Malia2There are about a million reasons why I love doing makeup; from the creative freedom it gives me all the way to the satisfaction of seeing someone’s face transform into its most perfect self. Yet what I  love the most; why I fell in love with makeup, was the simple idea of creating wearable art that can be changed with the swoosh of an eye shadow brush. I suppose it’s this concept, the idea of makeup being art that first made me compare it to painting, and like painting, you’re constantly mixing colors together to get just that perfect shade. This is elementary school 101 folks and yet, apparently there are a lot of makeup artists out there who either don’t believe in mixing OR are too scared to venture outside the light end of the makeup spectrum.

Confused? Let me break it down, what I have found (and heard from many of my model and actor friends) is that there is apparently some colony of small minded makeup artists out there that subscribe to this ridiculous notion that doing makeup on anyone that isn’t white is too hard and/or confusing… MEANING they just won’t do it/never learned how/ you better bring in your own foundation or you’re going on screen with some scary version of what your skin color ACTUALLY is.
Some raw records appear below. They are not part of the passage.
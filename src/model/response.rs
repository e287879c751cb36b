//! Classification of device output lines
//!
//! The firmware prints free-form diagnostics interleaved with its answer.
//! Only a line starting with [`SENTINEL`] is a candidate answer; its first
//! field is the status and the optional second field a hex payload.

use crate::error::ProtocolError;

use super::command::Verb;

pub const SENTINEL: char = '+';

const STATUS_OK: &str = "+OK";

/// Kind of one complete line read from the device.
#[derive(Debug, Clone, PartialEq, Eq)]
pub enum DeviceLine {
    /// Candidate terminal answer
    Sentinel(SentinelLine),
    /// Diagnostic output, logged and dropped
    Noise(String),
}

impl DeviceLine {
    pub fn classify(line: &str) -> Self {
        if line.starts_with(SENTINEL) {
            DeviceLine::Sentinel(SentinelLine(line.to_string()))
        } else {
            DeviceLine::Noise(line.to_string())
        }
    }
}

/// The terminal answer to a command, not yet validated.
#[derive(Debug, Clone, PartialEq, Eq)]
pub struct SentinelLine(String);

impl SentinelLine {
    pub fn raw(&self) -> &str {
        &self.0
    }

    /// Require `+OK,<hex>` and decode the payload.
    pub fn ok_payload(&self, verb: Verb) -> Result<Vec<u8>, ProtocolError> {
        let fields = self.ok_fields(verb)?;
        if fields.len() != 2 {
            return Err(self.malformed(
                verb,
                format!("expected 2 fields, got {}", fields.len()),
            ));
        }
        hex::decode(fields[1]).map_err(|e| self.malformed(verb, format!("bad hex: {e}")))
    }

    /// Require an `+OK` status; any payload is ignored.
    pub fn ok_marker(&self, verb: Verb) -> Result<(), ProtocolError> {
        let fields = self.ok_fields(verb)?;
        if fields.len() > 2 {
            return Err(self.malformed(
                verb,
                format!("expected at most 2 fields, got {}", fields.len()),
            ));
        }
        Ok(())
    }

    fn ok_fields(&self, verb: Verb) -> Result<Vec<&str>, ProtocolError> {
        let fields: Vec<&str> = self.0.split(',').collect();
        if fields[0] != STATUS_OK {
            return Err(ProtocolError::DeviceRejected {
                verb: verb.as_str(),
                raw: self.0.clone(),
            });
        }
        Ok(fields)
    }

    pub(crate) fn malformed(&self, verb: Verb, reason: String) -> ProtocolError {
        ProtocolError::Malformed {
            verb: verb.as_str(),
            reason,
            raw: self.0.clone(),
        }
    }
}
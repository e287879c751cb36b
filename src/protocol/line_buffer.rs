/// Reassembles newline-terminated lines from arbitrary read chunks.
#[derive(Debug, Default)]
pub struct LineBuffer {
    pending: Vec<u8>,
}

impl LineBuffer {
    /// Append a chunk and return every line it completed.
    ///
    /// Lines come back without the `\n` and without a trailing `\r`.
    /// Bytes after the last newline stay buffered.
    pub fn push(&mut self, chunk: &[u8]) -> Vec<String> {
        self.pending.extend_from_slice(chunk);

        let mut lines = Vec::new();
        while let Some(pos) = self.pending.iter().position(|b| *b == b'\n') {
            let raw: Vec<u8> = self.pending.drain(..=pos).collect();
            let line = &raw[..pos];
            let line = line.strip_suffix(b"\r").unwrap_or(line);
            lines.push(String::from_utf8_lossy(line).into_owned());
        }
        lines
    }

    /// Bytes of an unfinished line.
    pub fn pending(&self) -> usize {
        self.pending.len()
    }
}
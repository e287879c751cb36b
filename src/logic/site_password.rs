use base64::engine::general_purpose::STANDARD;
use base64::Engine as _;
use zeroize::Zeroizing;

use crate::client::MIN_SITE_SECRET_LEN;

/// Shortest domain accepted for site passwords.
pub const MIN_DOMAIN_LEN: usize = 3;

/// Index used when the user leaves it blank.
pub const DEFAULT_SITE_INDEX: &str = "0";

/// Turn the token's site secret into a typeable password: `base64(secret[..9])!<index>`.
///
/// Returns `None` when the secret is too short.
pub fn render_site_password(secret: &[u8], index: &str) -> Option<Zeroizing<String>> {
    let head = secret.get(..MIN_SITE_SECRET_LEN)?;
    let mut password = Zeroizing::new(STANDARD.encode(head));
    password.push('!');
    password.push_str(index);
    Some(password)
}
mod entropy;
mod seed_kdf;
mod site_password;

pub use entropy::EntropyPool;
pub use seed_kdf::{derive_password_hash, SeedKdfParams, MIN_PASSWORD_LEN};
pub use site_password::{render_site_password, DEFAULT_SITE_INDEX, MIN_DOMAIN_LEN};

#[cfg(test)]
pub(crate) use seed_kdf::test_params;
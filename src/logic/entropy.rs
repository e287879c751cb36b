//! Entropy collection for device formatting

use sha2::{Digest, Sha256};
use zeroize::Zeroizing;

use crate::error::ValidationError;
use crate::model::Entropy;

/// User-typed text hashed into the token's new device secret.
#[derive(Default)]
pub struct EntropyPool {
    text: Zeroizing<String>,
}

impl EntropyPool {
    /// Characters the pool must exceed before it can be used.
    pub const THRESHOLD: usize = 64;

    pub fn add(&mut self, text: &str) {
        self.text.push_str(text);
    }

    pub fn len(&self) -> usize {
        self.text.len()
    }

    pub fn is_empty(&self) -> bool {
        self.text.is_empty()
    }

    pub fn is_sufficient(&self) -> bool {
        self.len() > Self::THRESHOLD
    }

    /// SHA-256 of the collected text.
    pub fn finish(self) -> Result<Entropy, ValidationError> {
        if !self.is_sufficient() {
            return Err(ValidationError::EntropyExhausted);
        }
        let digest = Sha256::digest(self.text.as_bytes());
        Entropy::from_slice(&digest)
    }
}

impl std::fmt::Debug for EntropyPool {
    fn fmt(&self, f: &mut std::fmt::Formatter<'_>) -> std::fmt::Result {
        f.debug_struct("EntropyPool")
            .field("len", &self.len())
            .finish()
    }
}
//! SecretInput trait - interactive input for provisioning flows

use std::io;

use zeroize::Zeroizing;

/// Source of user-typed input.
pub trait SecretInput {
    /// Read a password without echoing it.
    fn read_password(&mut self, prompt: &str) -> io::Result<Zeroizing<String>>;

    /// Read one visible line, without its line terminator.
    ///
    /// Returns `None` at end of input.
    fn read_line(&mut self, prompt: &str) -> io::Result<Option<String>>;
}
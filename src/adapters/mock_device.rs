//! Scripted transport for exercising the protocol layer
//!
//! Each command write consumes the next reply script. A bare newline (the
//! reset sequence) is accepted without consuming one. A script is a list of
//! chunks handed out one per read; an empty chunk stands for a read that
//! timed out. Once a script runs dry every read times out.

#[cfg(test)]
use crate::error::TransportError;
#[cfg(test)]
use crate::ports::Transport;
#[cfg(test)]
use std::collections::VecDeque;
#[cfg(test)]
use std::io;
#[cfg(test)]
use std::sync::{Arc, Mutex};

#[cfg(test)]
#[derive(Debug, Default)]
struct MockState {
    readable: VecDeque<Vec<u8>>,
    scripts: VecDeque<Vec<Vec<u8>>>,
    written: Vec<u8>,
    writes: usize,
    reads_since_write: u32,
    fail_writes: bool,
    fail_reads: bool,
}

/// Cloneable handle; clones share the same scripted device.
#[cfg(test)]
#[derive(Debug, Clone, Default)]
pub struct MockDevice {
    state: Arc<Mutex<MockState>>,
}

#[cfg(test)]
impl MockDevice {
    pub fn new() -> Self {
        Self::default()
    }

    /// Queue the reply to the next unanswered write.
    pub fn respond_with(self, chunks: &[&str]) -> Self {
        self.lock()
            .scripts
            .push_back(chunks.iter().map(|c| c.as_bytes().to_vec()).collect());
        self
    }

    /// Queue a reply made of `empty` timed-out reads followed by `chunks`.
    pub fn respond_after_silence(self, empty: usize, chunks: &[&str]) -> Self {
        let mut script = vec![Vec::new(); empty];
        script.extend(chunks.iter().map(|c| c.as_bytes().to_vec()));
        self.lock().scripts.push_back(script);
        self
    }

    /// Make bytes readable right now, as if the device printed them late.
    pub fn push_unsolicited(&self, bytes: &str) {
        self.lock().readable.push_back(bytes.as_bytes().to_vec());
    }

    pub fn fail_writes(self) -> Self {
        self.lock().fail_writes = true;
        self
    }

    pub fn fail_reads(&self) {
        self.lock().fail_reads = true;
    }

    /// Everything written so far, as text.
    pub fn written(&self) -> String {
        String::from_utf8_lossy(&self.lock().written).into_owned()
    }

    pub fn writes(&self) -> usize {
        self.lock().writes
    }

    pub fn reads_since_write(&self) -> u32 {
        self.lock().reads_since_write
    }

    fn lock(&self) -> std::sync::MutexGuard<'_, MockState> {
        self.state.lock().expect("mock device lock poisoned")
    }
}

#[cfg(test)]
impl Transport for MockDevice {
    fn write_all(&mut self, bytes: &[u8]) -> Result<(), TransportError> {
        let mut state = self.lock();
        if state.fail_writes {
            let err = io::Error::new(io::ErrorKind::BrokenPipe, "device unplugged");
            return Err(TransportError::io("write", &err));
        }
        state.written.extend_from_slice(bytes);
        state.writes += 1;
        state.reads_since_write = 0;
        if bytes == b"\n" {
            return Ok(());
        }
        if let Some(script) = state.scripts.pop_front() {
            state.readable.extend(script);
        }
        Ok(())
    }

    fn read_chunk(&mut self, buf: &mut [u8]) -> Result<usize, TransportError> {
        let mut state = self.lock();
        if state.fail_reads {
            let err = io::Error::other("read failed");
            return Err(TransportError::io("read", &err));
        }
        state.reads_since_write += 1;
        let Some(mut chunk) = state.readable.pop_front() else {
            return Ok(0);
        };
        if chunk.len() > buf.len() {
            let rest = chunk.split_off(buf.len());
            state.readable.push_front(rest);
        }
        buf[..chunk.len()].copy_from_slice(&chunk);
        Ok(chunk.len())
    }
}

#[cfg(test)]
mod tests {
    use super::*;
    use crate::contract_tests_for;
    use crate::ports::contract_tests::transport_contract;

    #[test]
    fn test_reply_follows_write() {
        let mut device = MockDevice::new().respond_with(&["+OK\n"]);
        let mut buf = [0u8; 16];

        assert_eq!(device.read_chunk(&mut buf).unwrap(), 0);
        device.write_all(b"+FORMAT\n").unwrap();
        assert_eq!(device.read_chunk(&mut buf).unwrap(), 4);
        assert_eq!(&buf[..4], b"+OK\n");
        assert_eq!(device.written(), "+FORMAT\n");
    }

    #[test]
    fn test_silence_counts_as_empty_reads() {
        let mut device = MockDevice::new().respond_after_silence(2, &["x\n"]);
        let mut buf = [0u8; 16];
        device.write_all(b"+SIGN\n").unwrap();

        assert_eq!(device.read_chunk(&mut buf).unwrap(), 0);
        assert_eq!(device.read_chunk(&mut buf).unwrap(), 0);
        assert_eq!(device.read_chunk(&mut buf).unwrap(), 2);
        assert_eq!(device.reads_since_write(), 3);
    }

    contract_tests_for!(
        mock_device_contract,
        make = || MockDevice::new().respond_with(&["noise\n", "+OK,00\n"]),
        tests = {
            test_idle_read_returns_zero => transport_contract::test_idle_read_returns_zero,
            test_command_produces_sentinel_line => transport_contract::test_command_produces_sentinel_line,
            test_drain_discards_pending_output => transport_contract::test_drain_discards_pending_output,
        }
    );
}
//! Transport trait - raw byte access to the token

use crate::error::TransportError;

/// Byte-level access to the line the token is attached to.
///
/// Reads block for at most the line's fixed per-read timeout. Every error
/// is a transport fault: callers never retry and the session is closed.
pub trait Transport: Send {
    /// Write all of `bytes` to the line.
    fn write_all(&mut self, bytes: &[u8]) -> Result<(), TransportError>;

    /// Read whatever arrived within one per-read timeout.
    ///
    /// Returns `Ok(0)` when the timeout expired without data.
    fn read_chunk(&mut self, buf: &mut [u8]) -> Result<usize, TransportError>;

    /// Discard buffered input until a read comes back empty.
    ///
    /// Returns the number of stale bytes dropped.
    fn drain(&mut self) -> Result<usize, TransportError> {
        let mut buf = [0u8; 1024];
        let mut dropped = 0;
        loop {
            let n = self.read_chunk(&mut buf)?;
            if n == 0 {
                return Ok(dropped);
            }
            dropped += n;
        }
    }
}

impl<T: Transport + ?Sized> Transport for Box<T> {
    fn write_all(&mut self, bytes: &[u8]) -> Result<(), TransportError> {
        (**self).write_all(bytes)
    }

    fn read_chunk(&mut self, buf: &mut [u8]) -> Result<usize, TransportError> {
        (**self).read_chunk(buf)
    }

    fn drain(&mut self) -> Result<usize, TransportError> {
        (**self).drain()
    }
}
//! Outbound device commands
//!
//! A command serializes to one ASCII line: `+VERB[,identity][,payload]`.
//! The leading `+` is part of the firmware's command syntax.

use std::fmt;

use super::key_material::{Entropy, PasswordHash};
use super::timing::CallPolicy;
use super::usage::UsageLabel;

/// Key family prefix the firmware expects in front of key usages.
const ED25519_PREFIX: &str = "ed25519-";

#[derive(Debug, Clone, Copy, PartialEq, Eq, Hash)]
pub enum Verb {
    PubKey,
    Sign,
    Format,
    UserSeed,
    WebPwd,
}

impl Verb {
    pub fn as_str(self) -> &'static str {
        match self {
            Verb::PubKey => "PUBKEY",
            Verb::Sign => "SIGN",
            Verb::Format => "FORMAT",
            Verb::UserSeed => "USERSEED",
            Verb::WebPwd => "WEBPWD",
        }
    }

    pub fn from_wire(verb: &str) -> Option<Self> {
        match verb {
            "PUBKEY" => Some(Verb::PubKey),
            "SIGN" => Some(Verb::Sign),
            "FORMAT" => Some(Verb::Format),
            "USERSEED" => Some(Verb::UserSeed),
            "WEBPWD" => Some(Verb::WebPwd),
            _ => None,
        }
    }

    /// Base timeout and whether the user has to press the device button.
    pub fn policy(self) -> CallPolicy {
        match self {
            Verb::PubKey => CallPolicy::plain(10),
            Verb::Sign => CallPolicy::confirmed(80),
            Verb::Format | Verb::UserSeed | Verb::WebPwd => CallPolicy::confirmed(120),
        }
    }
}

impl fmt::Display for Verb {
    fn fmt(&self, f: &mut fmt::Formatter<'_>) -> fmt::Result {
        f.write_str(self.as_str())
    }
}

#[derive(Clone, PartialEq, Eq)]
pub struct Command {
    verb: Verb,
    identity: Option<String>,
    payload: Option<String>,
}

impl Command {
    pub fn public_key(usage: &UsageLabel) -> Self {
        Self {
            verb: Verb::PubKey,
            identity: Some(format!("{ED25519_PREFIX}{usage}")),
            payload: None,
        }
    }

    pub fn sign(usage: &UsageLabel, data: &[u8]) -> Self {
        Self {
            verb: Verb::Sign,
            identity: Some(format!("{ED25519_PREFIX}{usage}")),
            payload: Some(hex::encode(data)),
        }
    }

    pub fn format(entropy: &Entropy) -> Self {
        Self {
            verb: Verb::Format,
            identity: None,
            payload: Some(hex::encode(entropy.as_bytes())),
        }
    }

    pub fn user_seed(hash: &PasswordHash) -> Self {
        Self {
            verb: Verb::UserSeed,
            identity: None,
            payload: Some(hex::encode(hash.as_bytes())),
        }
    }

    pub fn site_password(label: &UsageLabel) -> Self {
        Self {
            verb: Verb::WebPwd,
            identity: Some(label.to_string()),
            payload: None,
        }
    }

    pub fn verb(&self) -> Verb {
        self.verb
    }

    pub fn policy(&self) -> CallPolicy {
        self.verb.policy()
    }

    /// Wire line including the terminating newline.
    pub fn to_line(&self) -> String {
        let mut line = format!("+{}", self.verb);
        for field in [&self.identity, &self.payload].into_iter().flatten() {
            line.push(',');
            line.push_str(field);
        }
        line.push('\n');
        line
    }
}

impl fmt::Debug for Command {
    fn fmt(&self, f: &mut fmt::Formatter<'_>) -> fmt::Result {
        f.debug_struct("Command")
            .field("verb", &self.verb)
            .field("identity", &self.identity)
            .field("payload_hex_len", &self.payload.as_ref().map(String::len))
            .finish()
    }
}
In elementary school, when all you had before you was your primary colors and that blank page before you just had to have a huge rainbow on it, what did you do? Throw your hands up and say, “TO HELL WITH IT!! This rainbow will have no orange or purple!!” No, you mixed red and yellow and viola! Orange!! You mixed blue and red and what did you get? Purple! IT’S FREAKING MAGIC!!! No, it’s common sense and these same basic principles can and NEED to be used in regards to makeup.

I know, you’re probably thinking, “Malia, why are you so fired up about this?” It’s simple, as a Caucasian makeup artist who spent A LOT of money training and buying and experimenting with different products to find the best foundations to match any color, I have lost many a job because whomever in charge didn’t believe that I, as a white girl, could match the color of anyone else that isn’t white.

Here’s a very humiliating example; I was the only MUA on a film about a year ago, the cast was primarily white and on the day  we had our first non-white cast member come in the producers had hired, you guessed it, a non-white MUA to do their makeup. I was humiliated and it was awkward since neither him nor I expected to see the other.  Also, if I had a dollar for every time someone sat in my chair and handed me their own personal foundation in case, “I have a hard time matching their skin” I would be a very, VERY rich woman. This pisses me off why? Because it’s other makeup artists whom have given credence to this idea!! Its other members of my own society who are too lazy to learn THEIR JOB which means I lose jobs! See the problem here?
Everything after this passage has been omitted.